FIFTY BUCK BED
I don’t often cover such things as couponing or making paper from dryer lint. Coupons inevitably are brand name bullspit items. Why would I buy $8 Tide laundry soap, $3 off making it $5, when I can still buy $1 laundry soap at Dollar Tree ( my laundry soap cost is actually only about two bits a month, even using double the suggested amount )? And dryer lint belongs with your flint for fire making. Back To School sales are having 17 cent notebooks for super cheap paper ( I only buy my paper on these sales ). I just bought a $5 four gig flash drive at Wally as part of that sale ( if it is still going on, check that out ). I am frugal with everything, and the best savings is elimination of as many needs as possible. But some things you need. Like a mattress. The last time I tried living without one was when we were living in Florida and I was forced to rent out all bedrooms to survive financially ( The End Times when I really got humped on child support ). Being that broke, I couldn’t buy a hide-a-bed. We piled blankets on the living room floor as a mattress and rolled them up during the day. It was doable but a literal pain to use. The last time I needed to replace a mattress was last year or the year before. The mattress that originally came with the 1988 travel trailer just wasn’t fit to use anymore. It was a brand name ( the trailer was quality for its day ) but anymore ten years seems to max out a mattress.

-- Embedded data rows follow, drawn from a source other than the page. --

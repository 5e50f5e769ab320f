use std::collections::HashMap;
use std::str::FromStr;

use criterion::{black_box, criterion_group, criterion_main, BenchmarkId, Criterion};
use rust_decimal::Decimal;

use spc_calc::{optimum, price};
use spc_core::{Atom, Catalog, Design, Expression, Party};
use spc_enum::Enumerator;

fn dec(s: &str) -> Decimal {
    Decimal::from_str(s).unwrap()
}

/// A single linear chain of `levels` make-from-one-input designs over one
/// raw atom, one maker per level, one price entry at the bottom. Exercises
/// the enumerator's stack-depth discipline (§5) without the combinatorial
/// blowup a branching BOM would add.
fn linear_chain_catalog(levels: usize) -> (Catalog, Atom) {
    let tool = Atom::id("tool");
    let raw = Atom::id("level-0");

    let mut parties = vec![Party::new("raw-supplier", [raw.clone()], [], [])];
    let mut designs = Vec::with_capacity(levels);
    let mut price_map = HashMap::new();
    price_map.insert(raw.identifier.clone(), dec("1"));

    for level in 1..=levels {
        let input = Atom::id(&format!("level-{}", level - 1));
        let output = Atom::id(&format!("level-{level}"));
        let cost_expr = Expression::konst(dec("1")).add(Expression::var(input.identifier.clone()));
        designs.push(
            Design::new(
                format!("assemble-{level}"),
                output,
                [input],
                [tool.clone()],
                [],
                cost_expr,
            )
            .unwrap(),
        );
        parties.push(Party::new(format!("maker-{level}"), [], [tool.clone()], []));
    }

    let top = Atom::id(&format!("level-{levels}"));
    let catalog = Catalog::try_new(parties, designs, price_map).unwrap();
    (catalog, top)
}

/// A branching BOM: each level's design consumes `width` distinct atoms
/// from the level below, so the enumerator's Cartesian-product odometer
/// (the AND step over a design's bom) does real work alongside the OR step.
fn branching_catalog(levels: usize, width: usize) -> (Catalog, Atom) {
    let tool = Atom::id("tool");
    let mut parties = Vec::new();
    let mut designs = Vec::new();
    let mut price_map = HashMap::new();

    for w in 0..width {
        let leaf = Atom::id(&format!("leaf-{w}"));
        parties.push(Party::new(format!("raw-supplier-{w}"), [leaf.clone()], [], []));
        price_map.insert(leaf.identifier.clone(), dec("1"));
    }
    parties.push(Party::new("maker", [], [tool.clone()], []));

    for level in 1..=levels {
        let inputs: Vec<Atom> = if level == 1 {
            (0..width).map(|w| Atom::id(&format!("leaf-{w}"))).collect()
        } else {
            (0..width)
                .map(|w| Atom::id(&format!("level-{}-{w}", level - 1)))
                .collect()
        };
        let mut cost_expr = Expression::konst(dec("1"));
        for input in &inputs {
            cost_expr = cost_expr.add(Expression::var(input.identifier.clone()));
        }
        let output = Atom::id(&format!("level-{level}-0"));
        designs.push(Design::new(format!("assemble-{level}"), output, inputs, [tool.clone()], [], cost_expr).unwrap());
    }

    let top = Atom::id(&format!("level-{levels}-0"));
    let catalog = Catalog::try_new(parties, designs, price_map).unwrap();
    (catalog, top)
}

fn bench_linear_enumeration(c: &mut Criterion) {
    let mut group = c.benchmark_group("linear_enumeration");

    for &levels in &[8usize, 16, 32, 64] {
        let (catalog, top) = linear_chain_catalog(levels);

        group.bench_with_input(BenchmarkId::new("enumerate", levels), &levels, |b, _| {
            b.iter(|| {
                let trees: Vec<_> = Enumerator::new(&catalog).enumerate(&top).collect();
                black_box(trees)
            })
        });
    }

    group.finish();
}

fn bench_branching_enumeration(c: &mut Criterion) {
    let mut group = c.benchmark_group("branching_enumeration");

    for &(levels, width) in &[(3usize, 2usize), (4, 2), (3, 3)] {
        let (catalog, top) = branching_catalog(levels, width);

        group.bench_with_input(
            BenchmarkId::new("enumerate", format!("L{levels}W{width}")),
            &levels,
            |b, _| {
                b.iter(|| {
                    let trees: Vec<_> = Enumerator::new(&catalog).enumerate(&top).collect();
                    black_box(trees)
                })
            },
        );
    }

    group.finish();
}

fn bench_optimum(c: &mut Criterion) {
    let mut group = c.benchmark_group("optimum");

    for &levels in &[8usize, 16, 32] {
        let (catalog, top) = linear_chain_catalog(levels);

        group.bench_with_input(BenchmarkId::new("price_optimum", levels), &levels, |b, _| {
            b.iter(|| black_box(optimum(&top, &catalog, price).unwrap()))
        });
    }

    group.finish();
}

criterion_group!(benches, bench_linear_enumeration, bench_branching_enumeration, bench_optimum);
criterion_main!(benches);
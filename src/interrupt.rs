//! Cancellation signal shared between the CLI, the gate and every in-flight
//! plugin process.

use tokio::sync::watch;

/// Owning side; dropping it without triggering never cancels anything.
#[derive(Debug)]
pub struct InterruptTrigger {
    tx: watch::Sender<bool>,
}

/// Cheap, cloneable observer handed to workers.
#[derive(Debug, Clone)]
pub struct Interrupt {
    rx: Option<watch::Receiver<bool>>,
}

/// Create a connected trigger/observer pair
pub fn channel() -> (InterruptTrigger, Interrupt) {
    let (tx, rx) = watch::channel(false);
    (InterruptTrigger { tx }, Interrupt { rx: Some(rx) })
}

impl InterruptTrigger {
    pub fn trigger(&self) {
        self.tx.send_replace(true);
    }

    /// Trigger on the first Ctrl-C
    pub fn spawn_ctrl_c(self) -> tokio::task::JoinHandle<()> {
        tokio::spawn(async move {
            if tokio::signal::ctrl_c().await.is_ok() {
                tracing::warn!("Interrupt received, stopping plugin invocations");
                self.trigger();
            }
        })
    }
}

impl Interrupt {
    /// An observer that never fires
    pub fn never() -> Self {
        Self { rx: None }
    }

    pub fn is_triggered(&self) -> bool {
        self.rx.as_ref().is_some_and(|rx| *rx.borrow())
    }

    /// Resolves once the interrupt fires; pends forever if it never can
    pub async fn triggered(&self) {
        let Some(rx) = &self.rx else {
            return std::future::pending().await;
        };
        let mut rx = rx.clone();
        // A trigger that was dropped after firing still reads `true` here
        if rx.wait_for(|fired| *fired).await.is_err() {
            std::future::pending::<()>().await;
        }
    }
}

#[cfg(test)]
mod tests {
    use super::*;
    use std::time::Duration;

    #[tokio::test]
    async fn test_trigger_wakes_observers() {
        let (trigger, interrupt) = channel();
        let observer = interrupt.clone();
        assert!(!observer.is_triggered());

        let waiter = tokio::spawn(async move { observer.triggered().await });
        trigger.trigger();

        tokio::time::timeout(Duration::from_secs(1), waiter)
            .await
            .expect("observer woke up")
            .unwrap();
        assert!(interrupt.is_triggered());
    }

    #[tokio::test]
    async fn test_fired_state_survives_dropped_trigger() {
        let (trigger, interrupt) = channel();
        trigger.trigger();
        drop(trigger);

        tokio::time::timeout(Duration::from_secs(1), interrupt.triggered())
            .await
            .expect("already fired");
    }

    #[tokio::test]
    async fn test_never_stays_pending() {
        let interrupt = Interrupt::never();
        let result = tokio::time::timeout(Duration::from_millis(50), interrupt.triggered()).await;
        assert!(result.is_err());
        assert!(!interrupt.is_triggered());
    }
}
impl<S: StagedSource> CommitGate<S> {
    /// `cwd` is the working directory plugins run in
    pub fn new(
        source: S,
        plugins: PluginSet,
        config: &GateConfig,
        cwd: Option<PathBuf>,
        interrupt: Interrupt,
    ) -> Self {
        let limits = RunLimits {
            timeout: config.timeout(),
            max_output_bytes: config.gate.max_output_bytes,
            interrupt: interrupt.clone(),
        };
        Self {
            source,
            plugins,
            invoker: Arc::new(PluginInvoker::new(limits, cwd)),
            sniffer: MimeSniffer::new(config.gate.mime_command.clone(), interrupt.clone()),
            settings: config.gate.clone(),
            interrupt,
            temp_root: None,
        }
    }

    /// Create workspaces under `root` instead of the system temp dir
    pub fn with_temp_root(mut self, root: impl Into<PathBuf>) -> Self {
        self.temp_root = Some(root.into());
        self
    }

    /// Run the gate once and decide.
    ///
    /// Only a failed listing or an unusable workspace is an error; anything
    /// scoped to one file or one plugin ends up in the [`RunResult`].
    pub async fn run(&self) -> Result<GateOutcome, GateError> {
        let mut state = GateState::Idle;

        transition(&mut state, GateState::ListingFiles);
        let files = match self.source.list_changed_files().await {
            Ok(files) => files,
            Err(err) => {
                transition(&mut state, GateState::Aborted);
                return Err(err.into());
            }
        };
        info!(
            files = files.len(),
            plugins = self.plugins.len(),
            "Checking staged files"
        );

        let workspace = match &self.temp_root {
            Some(root) => Workspace::create_in(root),
            None => Workspace::create(),
        };
        let workspace = match workspace {
            Ok(workspace) => workspace,
            Err(err) => {
                transition(&mut state, GateState::Aborted);
                return Err(err.into());
            }
        };

        let result = self.check_all(&workspace, &files, &mut state).await;
        if let Err(err) = workspace.destroy() {
            warn!(error = %err, "Temporary workspace was not fully removed");
        }

        let result = match result {
            Ok(result) => result,
            Err(err) => {
                transition(&mut state, GateState::Aborted);
                return Err(err);
            }
        };

        let outcome = GateOutcome::decide(result);
        let terminal = match outcome {
            GateOutcome::Aborted(_) => GateState::Aborted,
            _ => GateState::Done,
        };
        transition(&mut state, terminal);
        Ok(outcome)
    }

    async fn check_all(
        &self,
        workspace: &Workspace,
        files: &[ChangedFile],
        state: &mut GateState,
    ) -> Result<RunResult, GateError> {
        transition(state, GateState::Materializing);
        let mut reports: Vec<FileReport> = Vec::with_capacity(files.len());
        let mut targets: Vec<(usize, CheckRequest)> = Vec::new();
        let mut interrupted = false;

        for file in files {
            if self.interrupt.is_triggered() {
                interrupted = true;
                break;
            }
            match workspace.materialize(file, &self.source).await {
                Ok(temp_path) => {
                    let mime_type = self.sniffer.sniff(&temp_path).await;
                    debug!(file = %file, mime = %mime_type, "File ready for checking");
                    targets.push((
                        reports.len(),
                        CheckRequest {
                            real_path: file.path().to_path_buf(),
                            temp_path,
                            mime_type: mime_type.clone(),
                        },
                    ));
                    reports.push(FileReport::checked(file, mime_type));
                }
                Err(MaterializeError::Vcs(err)) => {
                    warn!(file = %file, error = %err, "Could not read staged content, skipping file");
                    reports.push(FileReport::unreadable(file, err.to_string()));
                }
                Err(MaterializeError::Workspace(err)) => return Err(err.into()),
            }
        }

        if !interrupted {
            transition(state, GateState::Checking);
            interrupted = self.check_targets(targets, &mut reports).await;
        }

        transition(state, GateState::Aggregating);
        Ok(RunResult {
            files: reports,
            plugin_count: self.plugins.len(),
            interrupted,
            workspace_root: workspace.root().to_path_buf(),
        })
    }

    /// Invoke every plugin on every target; returns whether the run was cut short
    async fn check_targets(
        &self,
        targets: Vec<(usize, CheckRequest)>,
        reports: &mut [FileReport],
    ) -> bool {
        let plugin_count = self.plugins.len();
        let work: Vec<(usize, usize, CheckRequest)> = targets
            .into_iter()
            .flat_map(|(report, request)| {
                (0..plugin_count).map(move |plugin| (report, plugin, request.clone()))
            })
            .collect();
        let keys: Vec<(usize, usize)> = work.iter().map(|(r, p, _)| (*r, *p)).collect();

        let strategy = ExecutionStrategy::from_settings(&self.settings, work.len());
        debug!(?strategy, pairs = work.len(), "Invoking plugins");

        let invoker = Arc::clone(&self.invoker);
        let plugins = self.plugins.clone();
        let outcomes = strategy
            .execute(work, &self.interrupt, move |(_, index, request)| {
                let invoker = Arc::clone(&invoker);
                let plugin = Arc::clone(&plugins[index]);
                async move {
                    invoker
                        .invoke(plugin.as_ref(), &InvocationMode::Check(request))
                        .await
                }
            })
            .await;

        let mut interrupted = self.interrupt.is_triggered();
        for ((report, plugin), outcome) in keys.into_iter().zip(outcomes) {
            match outcome {
                Some(outcome) => reports[report].outcomes.push(outcome),
                None if self.interrupt.is_triggered() => interrupted = true,
                None => reports[report].outcomes.push(PluginOutcome {
                    plugin: self.plugins[plugin].name().to_string(),
                    verdict: Verdict::Error,
                    output: "plugin invocation did not complete".to_string(),
                    elapsed: std::time::Duration::ZERO,
                }),
            }
        }
        interrupted
    }
}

The mattress industry long ago consolidated to the point of uselessness ( you buy too many competitors and after a time those acquisition loans eat up all your profits. Then you start hosing your customers on quality ). You used to have double sided mattresses. You wore out one side, permanent gullies carved into the thing by your lard, you flipped it over to get a second life out of it. Not anymore. They eliminated that. And the price of a mattress is insane. If it was quality, that would be one thing. But just like American cars, you get far less quality for a crap pot more money. I wasn’t going to crap out three or four hundred bucks. That is quality bicycle money, it shouldn’t be a slab of spring foam money. I tried used ones, being very careful of stains and bedbug spore. But as soon as I got them home ( which isn’t easy in my case ), a few weeks later what felt okay at the thrift store turned into discomfort as the initial gullies reappeared. I got lucky in that one of my used trailers still had the original foam mattress. Now THAT is comfortable. And a lot older than you would think possible ( the cab-over is from the Sixties ). As you don’t have a spare travel trailer, here is what you do. Go to an upholstery shop and ask to buy a slab of squishy foam ( the six inch or so thick polyurethane or polyuriverithane or some such ). Just ask for the thick foam used on car seats or sofas. When I got a quote a few years ago ( I was thinking of gluing slabs to the interior of the Hippy Bread Van for insulation ) it was about $25 a slab. Even if the cost has doubled you get a foam mattress for $50.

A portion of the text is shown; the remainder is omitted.